Les armes du système Gras, tout comme les revolvers modèles 1873 et 1874, utilisent une cartouche de calibre 11mm, dans un soucis d'harmonisation des calibres des armes portatives légères réglementaires. Cette harmonisation se perpétuera avec les armes de calibre 8mm: Fusil modèle 1886 Lebel, puis armes longues du système Berthier, et revolvers d'essai modèles 1887, puis revolver d'ordonnance modèle 1892.
Pour traiter de ce magnifique fusil, j'ai laissé la parole à un expert de cette arme: Philippe, et j'ai complété l'article ensuite.
Sommaire
Vous trouverez dans cet article consacré aux fusils et carabines du système Gras (modèle 1866-74 et 1874):
- Le Fusil Gras, l’inséparable compagnon du revolver 1873.
- Un nouveau fusil: le modèle 1874, dit Gras.
- Du fusil Chassepot au fusil Gras.
- Les différents modèles d'arme du système Gras.
- Les manufactures.
- La munition de 11mm Gras.
- Les fusils Gras en opération.
- Les autres pays utilisateurs du fusil Gras.
- Fusil Gras modèle 1874 M80 (et 1866-74 M80): La modification M80.
- Les fusils Gras transformés Chasse.
- Les fusils Gras scolaires.
- Les fusils Gras de cadet.
- Les Bataillons Scolaires.
- Le fusil Gras au stand de tir.
- Conclusion.
Le Fusil Gras, l’inséparable compagnon du revolver 1873.
Au lendemain de la guerre de 1870 le bilan pour la France est dramatique, perte de l’Alsace et d’une partie de la Lorraine, changement de régime, 5 milliards de francs à payer à l’Allemagne.
L'année terrible, Gustave Doré. 1871
La France doit se reconstruire, elle le fera dans un esprit de revanche contre la nouvelle Allemagne ne cessant de penser au retour des provinces perdues.
La tâche noire, Albert Bettannier. 1887
Un nouveau fusil: le modèle 1874, dit Gras
Le réarmement de l’armée devient donc un sujet d’importance.
Si le fusil Chassepot n’avait pas démérité lors du conflit, sa cartouche combustible dépassée et surtout le choix par l’ennemi en 1871 d’un nouveau fusil à cartouche métallique en remplacement du Dreyse, le rendait obsolète.
Les finances du pays et le stock de fusils Chassepots détenu poussaient à une conversion de ce dernier à l’emploi d’une cartouche métallique moderne, plutôt qu’à la conception ou l’achat d’un tout nouveau fusil.
Une commission fut chargée d’évaluer le meilleur système de conversion, c’est au final celui proposé par le capitaine Basile Gras (polytechnicien) en 1873 qui fut adopté en 1874.
Les anciens Chassepots mle 1866 seront modifiés et deviendront des fusils, mousquetons ou carabines Gras modèle 1866-74 (1 700 000 exemplaires), les armes longues construites neuves (2 250 000) porteront la référence 1874 (fusils, carabines ou mousquetons Gras modèle 1874).
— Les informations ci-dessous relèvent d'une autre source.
#[cfg(test)]
mod tests {
    use super::*;
    use vedit_analysis::AnalyzerConfig;

    fn annotate(source: &str) -> Annotated {
        let mut analyzer = Analyzer::new(AnalyzerConfig::new("/app"));
        Annotator::new(&mut analyzer)
            .annotate_source(Path::new("/app/src/components/Page.jsx"), source)
            .unwrap()
    }

    #[test]
    fn test_static_native_element() {
        let out = annotate(r#"export const Page = () => <div className="a">Hi</div>;"#);
        assert_eq!(
            out.code,
            r#"export const Page = () => <div className="a" x-file-name="Page" x-line-number="1" x-component="div" x-id="Page_1" x-dynamic="false">Hi</div>;"#
        );
        assert_eq!(out.report.stamped, 1);
        assert!(out.changed);
    }

    #[test]
    fn test_wraps_dynamic_child() {
        let out = annotate("const Page = () => <p>{name}{\"lit\"}</p>;");
        assert_eq!(
            out.code,
            concat!(
                r#"const Page = () => <p x-file-name="Page" x-line-number="1" x-component="p" x-id="Page_1" x-dynamic="true" "#,
                r#"x-source-type="external" x-source-var="name" x-source-editable="false">"#,
                r#"<span data-ve-dynamic="true" x-excluded="true" style={{ display: "contents" }}>{name}</span>{"lit"}</p>;"#,
            )
        );
        assert_eq!(out.report.wrapped, 1);
    }

    #[test]
    fn test_inserts_before_spread() {
        let out = annotate("const Page = (props) => <section id=\"s\" {...props} />;");
        assert!(out.code.contains(r#"<section id="s" x-file-name="Page""#));
        assert!(out.code.contains(r#"x-dynamic="true" {...props} />"#));
    }

    #[test]
    fn test_idempotent() {
        let source = r#"
const ITEMS = [{ name: "Cut" }];
export default function Page({ title }) {
  return (
    <main>
      <h1>{title}</h1>
      <ul>{ITEMS.map(item => <li key={item.name}>{item.name}</li>)}</ul>
      <Card>Static</Card>
    </main>
  );
}
"#;
        let first = annotate(source);
        let second = annotate(&first.code);
        assert_eq!(second.code, first.code);
        assert!(!second.changed);
        assert_eq!(second.report.stamped, 0);
        assert_eq!(second.report.wrapped, 0);
    }

    #[test]
    fn test_line_numbers_preserved() {
        let source = "const Page = () => (\n  <div>\n    <p>{a}</p>\n    <Card {...b} />\n  </div>\n);\n";
        let out = annotate(source);
        assert_eq!(out.code.lines().count(), source.lines().count());
        let third = out.code.lines().nth(2).unwrap();
        assert!(third.contains(r#"x-line-number="3""#));
        let fourth = out.code.lines().nth(3).unwrap();
        assert!(fourth.contains(r#"x-id="Page_4""#));
    }

    #[test]
    fn test_iteration_item_source() {
        let out = annotate(
            "const ITEMS = [{ name: \"Cut\" }];\nconst Page = () => <ul>{ITEMS.map((item, i) => <li key={i}>{item.name}</li>)}</ul>;",
        );
        let li = out.code.split("<li").nth(1).unwrap();
        assert!(li.contains(r#"x-dynamic="true""#));
        assert!(li.contains(r#"x-source-type="static-local""#));
        assert!(li.contains(r#"x-source-var="ITEMS""#));
        assert!(li.contains(r#"x-source-file-abs="/app/src/components/Page.jsx""#));
        assert!(li.contains(r#"x-source-line="1""#));
        assert!(li.contains(r#"x-source-path="name""#));
        assert!(li.contains(r#"x-source-editable="true""#));
        assert!(li.contains(r#"x-array-var="ITEMS""#));
        assert!(li.contains(r#"x-array-item-param="item""#));
    }

    #[test]
    fn test_iteration_without_expression_child() {
        let out = annotate(
            "const ITEMS = [\"a\"];\nconst Page = () => <div>{ITEMS.map(item => <img alt=\"x\" />)}</div>;",
        );
        let img = out.code.split("<img").nth(1).unwrap();
        assert!(img.contains(r#"x-dynamic="true""#));
        assert!(img.contains(r#"x-source-type="static-local""#));
        assert!(img.contains(r#"x-array-item-param="item""#));
    }

    #[test]
    fn test_component_rules() {
        let out = annotate(
            r#"
function Badge({ n }) { return <b>{n}</b>; }
export const Page = () => (
  <Routes>
    <Route path="/" />
    <Layout>
      <Badge />
      <Badge>Static</Badge>
      <Icons.Star />
      <Suspense />
    </Layout>
  </Routes>
);
"#,
        );
        assert!(out.code.contains("<Routes>"));
        assert!(out.code.contains(r#"<Route path="/" />"#));
        assert!(out.code.contains("<Layout>"));
        assert!(out.code.contains(r#"<Badge x-file-name="Page" x-line-number="7" x-component="Badge" x-id="Page_7" x-dynamic="true""#));
        assert!(out.code.contains(r#"<Badge x-file-name="Page" x-line-number="8" x-component="Badge" x-id="Page_8" x-dynamic="false">Static</Badge>"#));
        assert!(out.code.contains("<Icons.Star />"));
        assert!(out.code.contains("<Suspense />"));
    }

    #[test]
    fn test_portal_exclusion() {
        let out = annotate(
            r#"
export const Page = () => (
  <Dialog>
    <DialogPortal>
      <DialogContent className="p-4">Sure?</DialogContent>
    </DialogPortal>
    <Card>
      <DialogTrigger asChild><Button>Open</Button></DialogTrigger>
    </Card>
  </Dialog>
);
"#,
        );
        // Direct children of an overlay root are left alone
        assert!(out.code.contains("<DialogPortal>"));
        assert!(out.code.contains(
            r#"<DialogContent className="p-4" x-file-name="Page" x-line-number="5" x-component="DialogContent" x-id="Page_5" x-dynamic="false" x-excluded="true">"#
        ));
        assert!(out.code.contains(r#"x-component="DialogTrigger" x-id="Page_8" x-dynamic="false" x-excluded="true""#));
        assert!(out.code.contains(r#"x-component="Button" x-id="Page_8" x-dynamic="false" x-excluded="true""#));
        // The dialog root itself is stamped but excluded
        assert!(out.code.contains(r#"x-component="Dialog" x-id="Page_3" x-dynamic="false" x-excluded="true""#));
        assert!(out.code.contains("<Card>"));
    }

    #[test]
    fn test_parse_failure_is_an_error() {
        let mut analyzer = Analyzer::new(AnalyzerConfig::new("/app"));
        let result = Annotator::new(&mut analyzer)
            .annotate_source(Path::new("/app/src/Broken.jsx"), "const x = <div>;");
        assert!(matches!(result, Err(AnnotateError::Analysis(_))));
    }
}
L’arme sera déclinée comme le Chassepot dans différentes variantes adaptées aux usages des troupes (voir plus bas) :
- Fusil
- Carabine de gendarme à pied (çi-dessous)
- Carabine de cavalerie
- Mousqueton d'artillerie
Du fusil Chassepot au fusil Gras
Le fusil modèle 1866 Chassepot
Le fusil chassepot (et ses dérivés supra) est le 1er fusil français à chargement par la culasse, il tire une munition dont l'amorce, la poudre et la balle sont enveloppés dans du papier. Ce fusil bien que précis et ayant une portée nettement supérieure au fusil allemand équivalent (Dreyse) souffre de plusieurs défauts, les cartouches sont fragiles et ne peuvent être mouillées, l’encrassement de la chambre est rapide, l’aiguille est fragile et la culasse ne s’arme pas à l’abaissement du levier, il faut pour cela tirer le chien en arrière.
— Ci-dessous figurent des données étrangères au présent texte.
//! Parsing of JSX child fragments supplied as strings.
//!
//! Content edits arrive as markup copied out of the rendered page, so they may
//! still carry the `x-*` metadata attributes the annotator stamped. Those are
//! stripped before the markup is spliced back into source.

use oxc_allocator::Allocator;
use oxc_ast::ast::{JSXAttribute, JSXAttributeName, Statement};
use oxc_ast_visit::{Visit, walk};
use oxc_span::Span;

use crate::parser::{ParseOptions, parse};
use crate::patch::SourcePatch;

const WRAPPER_OPEN: &str = "(<gjs-wrapper>";
const WRAPPER_CLOSE: &str = "</gjs-wrapper>)";

/// Validate `content` as a list of JSX children and strip metadata attributes.
///
/// Returns `None` when the content does not parse as JSX children; callers
/// then treat it as plain text.
///
/// ```
/// use vedit_gen::fragment::sanitize_fragment;
///
/// let clean = sanitize_fragment(r#"<b x-id="Hero_3" className="big">Hi</b>"#).unwrap();
/// assert_eq!(clean, r#"<b className="big">Hi</b>"#);
/// assert!(sanitize_fragment("<b>unclosed").is_none());
/// ```
pub fn sanitize_fragment(content: &str) -> Option<String> {
    let wrapped = format!("{}{}{}", WRAPPER_OPEN, content, WRAPPER_CLOSE);
    let allocator = Allocator::default();
    let parsed = parse(&allocator, &wrapped, ParseOptions::jsx()).ok()?;

    // Content must not close the wrapper early and start another statement
    let body = &parsed.program.body;
    if body.len() != 1 || !matches!(body[0], Statement::ExpressionStatement(_)) {
        return None;
    }

    let mut collector = MetaAttributeCollector::default();
    collector.visit_program(&parsed.program);

    let mut patch = SourcePatch::new(&wrapped);
    for span in collector.spans {
        let start = extend_over_whitespace(&wrapped, span.start);
        patch.remove(start, span.end).ok()?;
    }
    let cleaned = patch.apply();

    let end = cleaned.len().checked_sub(WRAPPER_CLOSE.len())?;
    cleaned.get(WRAPPER_OPEN.len()..end).map(str::to_string)
}

fn extend_over_whitespace(source: &str, start: u32) -> u32 {
    let prefix = &source[..start as usize];
    let trimmed = prefix.trim_end_matches([' ', '\t', '\n', '\r']);
    trimmed.len() as u32
}

#[derive(Default)]
struct MetaAttributeCollector {
    spans: Vec<Span>,
}

impl<'a> Visit<'a> for MetaAttributeCollector {
    fn visit_jsx_attribute(&mut self, attr: &JSXAttribute<'a>) {
        if let JSXAttributeName::Identifier(ident) = &attr.name {
            if ident.name.starts_with("x-") {
                self.spans.push(attr.span);
            }
        }
        walk::walk_jsx_attribute(self, attr);
    }
}
//! vedit - visual editing toolchain for JSX projects.
//!
//! Parses arguments, initializes logging and dispatches to the command
//! implementations.

use clap::Parser;
use miette::Result;
use vedit_cli::{cli, commands, error, logger, ui};

#[tokio::main]
async fn main() -> Result<()> {
    let args = cli::Cli::parse();

    logger::init_logger(args.verbose, args.quiet, args.no_color);
    ui::init_colors(args.no_color);

    let project = args.project;
    let result = match args.command {
        cli::Command::Serve(serve_args) => commands::serve_execute(serve_args, &project).await,
        cli::Command::Annotate(annotate_args) => commands::annotate_execute(annotate_args, &project),
        cli::Command::Inspect(inspect_args) => commands::inspect_execute(inspect_args, &project),
    };

    result.map_err(error::cli_error_to_miette)
}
Fusil modèle 1866 Chassepot:
Fusil modèle 1874 Gras:
Les évolutions constatées entre le fusil du système Chassepot et le fusil du système Gras
Comme on peut le voir en comparant le Chassepot et le Gras, l’aspect reste le même.
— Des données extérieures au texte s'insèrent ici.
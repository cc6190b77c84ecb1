//! Error types for configuration validation and loading.

use std::path::PathBuf;

use thiserror::Error;

pub type Result<T> = std::result::Result<T, ConfigError>;

#[derive(Debug, Error)]
pub enum ConfigError {
    #[error("config file not found: {}", .0.display())]
    NotFound(PathBuf),

    #[error("invalid config value for '{field}'{}", hint.as_ref().map(|h| format!(": {}", h)).unwrap_or_default())]
    InvalidValue { field: String, hint: Option<String> },

    #[error("invalid origin pattern '{pattern}': {reason}")]
    InvalidPattern { pattern: String, reason: String },

    #[error("I/O error: {0}")]
    Io(#[from] std::io::Error),
}

impl ConfigError {
    pub fn invalid_value(field: impl Into<String>, hint: impl Into<String>) -> Self {
        Self::InvalidValue {
            field: field.into(),
            hint: Some(hint.into()),
        }
    }
}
Les modifications sont les suivantes :
La culasse
La culasse est entièrement nouvelle, elle est munie d’une rampe hélicoïdale et d’une tête mobile permettant son armement à l’abaissement du levier, l’aiguille est remplacée par un percuteur, l’obturateur disparaît, un extracteur traverse la tête mobile pour saisir l’étui tiré et permettre l’approvisionnement d’une nouvelle cartouche.
Culasse du Chassepot :
Culasse du Gras :
Le canon du fusil:
L’arme reste au calibre 11 mm.
Les armes du type 1866-74 (Chassepot transformé Gras) seront soit modifiées au niveau de la chambre pour recevoir la nouvelle cartouche métallique (alésage puis insertion à force d’un cône de raccordement aux rayures), soit équipées d’un nouveau canon.
La date de la modification est rajoutée sur le côté droit du canon à la suite de la date d’origine ou figure seule dans le cas du canon changé. En regardant par la chambre, la différence entre les deux canons est évidente :
Crédit photos: Forum TCAR.
La boîte de culasse
La boite de culasse est légèrement différente dans le cas des armes 1874 au niveau de sa terminaison vers l’arrière :
On notera les marquages reprenant la manufacture et le modèle de l'arme, sur le boîtier, sous forme d'inscription sur le côté gauche.
La hausse
La hausse du fusil modèle 1866 Chassepot est remplacée.
Cette hausse est formée (comme pour les derniers modèles 1866) d'une planche mobile et d'un curseur à rallonge, mais dont la forme est différente.
La planche mobile comporte des crans de mire fixes pour les distances de 200, 350 et 1.300 mètres. Elle est graduée de 25 mètres en 25 mètres: sur le côté gauche pour les distances de 400 à 1200 mètres, et sur le côté droit pour les distances de 1.400 à 1.800 mètres.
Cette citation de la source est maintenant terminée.